### WORK INSTRUCTIONS
Output only the lines of the entries that follow, starting at the one with "item.rarity = Some(after_colon(line).to_string());" and running down to the one with "item.affixes.suffixes.push(after_colon(line).to_string());", both included and unchanged.

***** DATA FOR THIS TASK

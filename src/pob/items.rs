//! Item text blocks as exported inside `<Item>` elements.

use serde::{Deserialize, Serialize};

const HEADER_SEPARATOR: &str = "--------";

/// Influence markers PoB writes as `"<Name> Item"` lines.
const INFLUENCE_MARKERS: &[&str] = &[
    "Shaper", "Elder", "Crusader", "Hunter", "Redeemer", "Warlord", "Searing Exarch",
    "Eater of Worlds",
];

#[derive(Debug, Clone, Default, PartialEq, Eq, Serialize, Deserialize)]
pub struct ItemAffixes {
    pub prefixes: Vec<String>,
    pub suffixes: Vec<String>,
}

#[derive(Debug, Clone, Default, PartialEq, Eq, Serialize, Deserialize)]
pub struct PobItem {
    pub id: Option<String>,
    pub slot: Option<String>,
    pub name: Option<String>,
    pub base_type: Option<String>,
    pub rarity: Option<String>,
    /// Link groups, each a list of socket colour letters.
    pub sockets: Vec<Vec<String>>,
    pub affixes: ItemAffixes,
    #[serde(default, skip_serializing_if = "Vec::is_empty")]
    pub influences: Vec<String>,
}

fn after_colon(line: &str) -> &str {
    line.split_once(':').map(|(_, rest)| rest.trim()).unwrap_or_default()
}

/// `"R-G-B B-B (abyss)"` → `[["R","G","B"], ["B","B"]]`.
pub fn parse_socket_groups(socket_line: &str) -> Vec<Vec<String>> {
    socket_line
        .split(' ')
        .map(str::trim)
        .filter(|group| !group.is_empty())
        .map(|group| group.split('(').next().unwrap_or_default().trim())
        .map(|group| {
            group
                .split('-')
                .filter(|socket| !socket.is_empty())
                .map(str::to_string)
                .collect::<Vec<_>>()
        })
        .filter(|sockets| !sockets.is_empty())
        .collect()
}

/// Parse one item text block.
///
/// Header lines run until the first `--------`: a `Rarity:` line, then the
/// item name, then the base type. Uniques and rares carry both; normal and
/// magic items only carry a name, which doubles as the base type.
pub fn parse_item_text(text: &str) -> PobItem {
    let lines: Vec<&str> = text
        .lines()
        .map(|line| line.trim_matches(|c| c == '\n' || c == '\r' || c == ' '))
        .filter(|line| !line.is_empty())
        .collect();

    let (header, body): (&[&str], &[&str]) =
        match lines.iter().position(|line| *line == HEADER_SEPARATOR) {
            Some(idx) => (&lines[..idx], &lines[idx + 1..]),
            None => (&lines[..], &[]),
        };

    let mut item = PobItem::default();
    for line in header {
        if line.starts_with("Rarity:") {
            item.rarity = Some(after_colon(line).to_string());
        } else if item.name.is_none() {
            item.name = Some(line.to_string());
        } else if item.base_type.is_none() {
            item.base_type = Some(line.to_string());
        }
    }
    if item.base_type.is_none() {
        item.base_type = item.name.clone();
    }

    for line in body {
        if line.starts_with("Sockets:") {
            item.sockets = parse_socket_groups(after_colon(line));
        } else if line.starts_with("Prefix:") {
            item.affixes.prefixes.push(after_colon(line).to_string());
        } else if line.starts_with("Suffix:") {
            item.affixes.suffixes.push(after_colon(line).to_string());
        } else if let Some(marker) = line.strip_suffix(" Item") {
            if INFLUENCE_MARKERS.contains(&marker) {
                item.influences.push(marker.to_string());
            }
        }
    }

    item
}

// ─── Tests ──────────────────────────────────────────────────────────────────

#[cfg(test)]
mod tests {
    use super::*;

    #[test]
    fn rare_item_header_and_body() {
        let item = parse_item_text(
            "\n  Rarity: RARE\n  Doom Cry\n  Two-Toned Boots\n  --------\n  Hunter Item\n  Sockets: G-G-R-B\n  Prefix: {range:0.5}IncreasedLife7\n  Suffix: {range:0}MovementVelocity4\n  Suffix: None\n",
        );
        assert_eq!(item.rarity.as_deref(), Some("RARE"));
        assert_eq!(item.name.as_deref(), Some("Doom Cry"));
        assert_eq!(item.base_type.as_deref(), Some("Two-Toned Boots"));
        assert_eq!(item.sockets, vec![vec!["G", "G", "R", "B"]]);
        assert_eq!(item.affixes.prefixes, vec!["{range:0.5}IncreasedLife7"]);
        assert_eq!(item.affixes.suffixes, vec!["{range:0}MovementVelocity4", "None"]);
        assert_eq!(item.influences, vec!["Hunter"]);
    }

    #[test]
    fn name_doubles_as_base_type() {
        let item = parse_item_text("Rarity: NORMAL\nTwo-Stone Ring\n--------\nItem Level: 84");
        assert_eq!(item.name.as_deref(), Some("Two-Stone Ring"));
        assert_eq!(item.base_type.as_deref(), Some("Two-Stone Ring"));
        assert!(item.sockets.is_empty());
    }

    #[test]
    fn text_without_separator_is_all_header() {
        let item = parse_item_text("Rarity: MAGIC\nGlowing Wand\nImbued Wand\nSockets: R");
        assert_eq!(item.base_type.as_deref(), Some("Imbued Wand"));
        assert!(item.sockets.is_empty());
    }

    #[test]
    fn socket_groups_drop_annotations() {
        assert_eq!(
            parse_socket_groups("R-G-B  B-B (abyss) A"),
            vec![vec!["R", "G", "B"], vec!["B", "B"], vec!["A"]]
        );
        assert!(parse_socket_groups("").is_empty());
    }
}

**********

### ANSWER BOX
            item.rarity = Some(after_colon(line).to_string());
        } else if item.name.is_none() {
            item.name = Some(line.to_string());
        } else if item.base_type.is_none() {
            item.base_type = Some(line.to_string());
        }
    }
    if item.base_type.is_none() {
        item.base_type = item.name.clone();
    }

    for line in body {
        if line.starts_with("Sockets:") {
            item.sockets = parse_socket_groups(after_colon(line));
        } else if line.starts_with("Prefix:") {
            item.affixes.prefixes.push(after_colon(line).to_string());
        } else if line.starts_with("Suffix:") {
            item.affixes.suffixes.push(after_colon(line).to_string());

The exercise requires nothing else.